● Data records:
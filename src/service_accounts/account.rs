//! Service account and mapping rule configuration.
//!
//! Accounts come from the config file or from the indexed environment
//! convention:
//!
//! | Variable | Meaning |
//! |----------|---------|
//! | `SONARQUBE_TOKEN` / `_URL` / `_ORGANIZATION` | Default account (`default`) |
//! | `SONARQUBE_SA{n}_TOKEN` | Token of account `sa{n}`, n = 1..=10 |
//! | `SONARQUBE_SA{n}_URL` | Backend URL |
//! | `SONARQUBE_SA{n}_ORGANIZATION` | Organization key |
//! | `SONARQUBE_SA{n}_SCOPES` | Scopes a user needs to be mapped to `sa{n}` |
//! | `SONARQUBE_SA{n}_FALLBACK` | Fallback account id |

use std::fmt;

use serde::{Deserialize, Serialize};
use tracing::debug;

use crate::config::ServiceAccountsConfig;

/// Highest `n` read from `SONARQUBE_SA{n}_*`.
pub const MAX_ENV_ACCOUNTS: u8 = 10;

/// Id of the account built from `SONARQUBE_TOKEN`.
pub const DEFAULT_ACCOUNT_ID: &str = "default";

/// Backend URL used when an account does not name one.
pub const DEFAULT_BACKEND_URL: &str = "https://sonarcloud.io";

/// One backend credential.
#[derive(Clone, Default, PartialEq, Serialize, Deserialize)]
#[serde(default)]
pub struct ServiceAccountConfig {
    /// Unique id
    pub id: String,
    /// Display name
    #[serde(skip_serializing_if = "Option::is_none")]
    pub name: Option<String>,
    /// Inline token; a credential store entry for `id` takes precedence
    #[serde(skip_serializing_if = "Option::is_none")]
    pub token: Option<String>,
    /// Backend URL
    #[serde(skip_serializing_if = "Option::is_none")]
    pub url: Option<String>,
    /// Organization key
    #[serde(skip_serializing_if = "Option::is_none")]
    pub organization: Option<String>,
    /// Scopes this account is meant for
    #[serde(skip_serializing_if = "Vec::is_empty")]
    pub scopes: Vec<String>,
    /// Account to try when this one fails
    #[serde(skip_serializing_if = "Option::is_none")]
    pub fallback_account_id: Option<String>,
}

impl ServiceAccountConfig {
    /// Backend URL, or [`DEFAULT_BACKEND_URL`].
    #[must_use]
    pub fn url_or_default(&self) -> &str {
        self.url.as_deref().unwrap_or(DEFAULT_BACKEND_URL)
    }
}

impl fmt::Debug for ServiceAccountConfig {
    fn fmt(&self, f: &mut fmt::Formatter<'_>) -> fmt::Result {
        f.debug_struct("ServiceAccountConfig")
            .field("id", &self.id)
            .field("name", &self.name)
            .field("token", &self.token.as_ref().map(|_| "***"))
            .field("url", &self.url)
            .field("organization", &self.organization)
            .field("scopes", &self.scopes)
            .field("fallback_account_id", &self.fallback_account_id)
            .finish()
    }
}

/// Maps users to a service account.
#[derive(Debug, Clone, Default, PartialEq, Serialize, Deserialize)]
pub struct MappingRuleConfig {
    /// Evaluation priority (higher first)
    #[serde(default)]
    pub priority: i32,
    /// Subject pattern (glob, or `regex:`-prefixed)
    #[serde(default, skip_serializing_if = "Option::is_none")]
    pub user_pattern: Option<String>,
    /// Issuer pattern (glob, or `regex:`-prefixed)
    #[serde(default, skip_serializing_if = "Option::is_none")]
    pub issuer_pattern: Option<String>,
    /// Scopes the user must hold, all of them
    #[serde(default, skip_serializing_if = "Vec::is_empty")]
    pub required_scopes: Vec<String>,
    /// Groups of which the user must hold at least one
    #[serde(default, skip_serializing_if = "Vec::is_empty")]
    pub required_groups: Vec<String>,
    /// Target account
    pub service_account_id: String,
}

impl ServiceAccountsConfig {
    /// Add accounts described by environment variables.
    ///
    /// Accounts already present in configuration keep their settings; an
    /// environment account with the same id is ignored. Each `sa{n}` account
    /// gets a mapping rule with priority `100 - n` requiring its scopes.
    pub fn merge_env_accounts(&mut self, lookup: impl Fn(&str) -> Option<String>) {
        let var = |key: &str| lookup(key).map(|v| v.trim().to_string()).filter(|v| !v.is_empty());

        for n in 1..=MAX_ENV_ACCOUNTS {
            let prefix = format!("SONARQUBE_SA{n}");
            let Some(token) = var(&format!("{prefix}_TOKEN")) else {
                continue;
            };
            let id = format!("sa{n}");
            if self.accounts.iter().any(|a| a.id == id) {
                debug!(account = %id, "Configured account shadows environment account");
                continue;
            }

            let scopes: Vec<String> = var(&format!("{prefix}_SCOPES"))
                .map(|s| {
                    s.split(|c: char| c.is_whitespace() || c == ',')
                        .filter(|s| !s.is_empty())
                        .map(str::to_string)
                        .collect()
                })
                .unwrap_or_default();

            self.rules.push(MappingRuleConfig {
                priority: 100 - i32::from(n),
                required_scopes: scopes.clone(),
                service_account_id: id.clone(),
                ..MappingRuleConfig::default()
            });
            self.accounts.push(ServiceAccountConfig {
                id: id.clone(),
                name: Some(format!("Service account {n}")),
                token: Some(token),
                url: var(&format!("{prefix}_URL")),
                organization: var(&format!("{prefix}_ORGANIZATION")),
                scopes,
                fallback_account_id: var(&format!("{prefix}_FALLBACK")),
            });
            debug!(account = %id, "Loaded service account from environment");
        }

        if let Some(token) = var("SONARQUBE_TOKEN") {
            if !self.accounts.iter().any(|a| a.id == DEFAULT_ACCOUNT_ID) {
                self.accounts.push(ServiceAccountConfig {
                    id: DEFAULT_ACCOUNT_ID.to_string(),
                    name: Some("Default service account".to_string()),
                    token: Some(token),
                    url: var("SONARQUBE_URL"),
                    organization: var("SONARQUBE_ORGANIZATION"),
                    ..ServiceAccountConfig::default()
                });
            }
            if self.default_account.is_none() {
                self.default_account = Some(DEFAULT_ACCOUNT_ID.to_string());
            }
        }
    }
}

● Task: The entries above must be written out again exactly as they are.

● Response area:
filename src/service_accounts/account.rs
//! Service account and mapping rule configuration.
//!
//! Accounts come from the config file or from the indexed environment
//! convention:
//!
//! | Variable | Meaning |
//! |----------|---------|
//! | `SONARQUBE_TOKEN` / `_URL` / `_ORGANIZATION` | Default account (`default`) |
//! | `SONARQUBE_SA{n}_TOKEN` | Token of account `sa{n}`, n = 1..=10 |
//! | `SONARQUBE_SA{n}_URL` | Backend URL |
//! | `SONARQUBE_SA{n}_ORGANIZATION` | Organization key |
//! | `SONARQUBE_SA{n}_SCOPES` | Scopes a user needs to be mapped to `sa{n}` |
//! | `SONARQUBE_SA{n}_FALLBACK` | Fallback account id |

use std::fmt;

use serde::{Deserialize, Serialize};
use tracing::debug;

use crate::config::ServiceAccountsConfig;

/// Highest `n` read from `SONARQUBE_SA{n}_*`.
pub const MAX_ENV_ACCOUNTS: u8 = 10;

/// Id of the account built from `SONARQUBE_TOKEN`.
pub const DEFAULT_ACCOUNT_ID: &str = "default";

/// Backend URL used when an account does not name one.
pub const DEFAULT_BACKEND_URL: &str = "https://sonarcloud.io";

/// One backend credential.
#[derive(Clone, Default, PartialEq, Serialize, Deserialize)]
#[serde(default)]
pub struct ServiceAccountConfig {
    /// Unique id
    pub id: String,
    /// Display name
    #[serde(skip_serializing_if = "Option::is_none")]
    pub name: Option<String>,
    /// Inline token; a credential store entry for `id` takes precedence
    #[serde(skip_serializing_if = "Option::is_none")]
    pub token: Option<String>,
    /// Backend URL
    #[serde(skip_serializing_if = "Option::is_none")]
    pub url: Option<String>,
    /// Organization key
    #[serde(skip_serializing_if = "Option::is_none")]
    pub organization: Option<String>,
    /// Scopes this account is meant for
    #[serde(skip_serializing_if = "Vec::is_empty")]
    pub scopes: Vec<String>,
    /// Account to try when this one fails
    #[serde(skip_serializing_if = "Option::is_none")]
    pub fallback_account_id: Option<String>,
}

impl ServiceAccountConfig {
    /// Backend URL, or [`DEFAULT_BACKEND_URL`].
    #[must_use]
    pub fn url_or_default(&self) -> &str {
        self.url.as_deref().unwrap_or(DEFAULT_BACKEND_URL)
    }
}

impl fmt::Debug for ServiceAccountConfig {
    fn fmt(&self, f: &mut fmt::Formatter<'_>) -> fmt::Result {
        f.debug_struct("ServiceAccountConfig")
            .field("id", &self.id)
            .field("name", &self.name)
            .field("token", &self.token.as_ref().map(|_| "***"))
            .field("url", &self.url)
            .field("organization", &self.organization)
            .field("scopes", &self.scopes)
            .field("fallback_account_id", &self.fallback_account_id)
            .finish()
    }
}

/// Maps users to a service account.
#[derive(Debug, Clone, Default, PartialEq, Serialize, Deserialize)]
pub struct MappingRuleConfig {
    /// Evaluation priority (higher first)
    #[serde(default)]
    pub priority: i32,
    /// Subject pattern (glob, or `regex:`-prefixed)
    #[serde(default, skip_serializing_if = "Option::is_none")]
    pub user_pattern: Option<String>,
    /// Issuer pattern (glob, or `regex:`-prefixed)
    #[serde(default, skip_serializing_if = "Option::is_none")]
    pub issuer_pattern: Option<String>,
    /// Scopes the user must hold, all of them
    #[serde(default, skip_serializing_if = "Vec::is_empty")]
    pub required_scopes: Vec<String>,
    /// Groups of which the user must hold at least one
    #[serde(default, skip_serializing_if = "Vec::is_empty")]
    pub required_groups: Vec<String>,
    /// Target account
    pub service_account_id: String,
}

impl ServiceAccountsConfig {
    /// Add accounts described by environment variables.
    ///
    /// Accounts already present in configuration keep their settings; an
    /// environment account with the same id is ignored. Each `sa{n}` account
    /// gets a mapping rule with priority `100 - n` requiring its scopes.
    pub fn merge_env_accounts(&mut self, lookup: impl Fn(&str) -> Option<String>) {
        let var = |key: &str| lookup(key).map(|v| v.trim().to_string()).filter(|v| !v.is_empty());

        for n in 1..=MAX_ENV_ACCOUNTS {
            let prefix = format!("SONARQUBE_SA{n}");
            let Some(token) = var(&format!("{prefix}_TOKEN")) else {
                continue;
            };
            let id = format!("sa{n}");
            if self.accounts.iter().any(|a| a.id == id) {
                debug!(account = %id, "Configured account shadows environment account");
                continue;
            }

            let scopes: Vec<String> = var(&format!("{prefix}_SCOPES"))
                .map(|s| {
                    s.split(|c: char| c.is_whitespace() || c == ',')
                        .filter(|s| !s.is_empty())
                        .map(str::to_string)
                        .collect()
                })
                .unwrap_or_default();

            self.rules.push(MappingRuleConfig {
                priority: 100 - i32::from(n),
                required_scopes: scopes.clone(),
                service_account_id: id.clone(),
                ..MappingRuleConfig::default()
            });
            self.accounts.push(ServiceAccountConfig {
                id: id.clone(),
                name: Some(format!("Service account {n}")),
                token: Some(token),
                url: var(&format!("{prefix}_URL")),
                organization: var(&format!("{prefix}_ORGANIZATION")),
                scopes,
                fallback_account_id: var(&format!("{prefix}_FALLBACK")),
            });
            debug!(account = %id, "Loaded service account from environment");
        }

        if let Some(token) = var("SONARQUBE_TOKEN") {
            if !self.accounts.iter().any(|a| a.id == DEFAULT_ACCOUNT_ID) {
                self.accounts.push(ServiceAccountConfig {
                    id: DEFAULT_ACCOUNT_ID.to_string(),
                    name: Some("Default service account".to_string()),
                    token: Some(token),
                    url: var("SONARQUBE_URL"),
                    organization: var("SONARQUBE_ORGANIZATION"),
                    ..ServiceAccountConfig::default()
                });
            }
            if self.default_account.is_none() {
                self.default_account = Some(DEFAULT_ACCOUNT_ID.to_string());
            }
        }
    }
}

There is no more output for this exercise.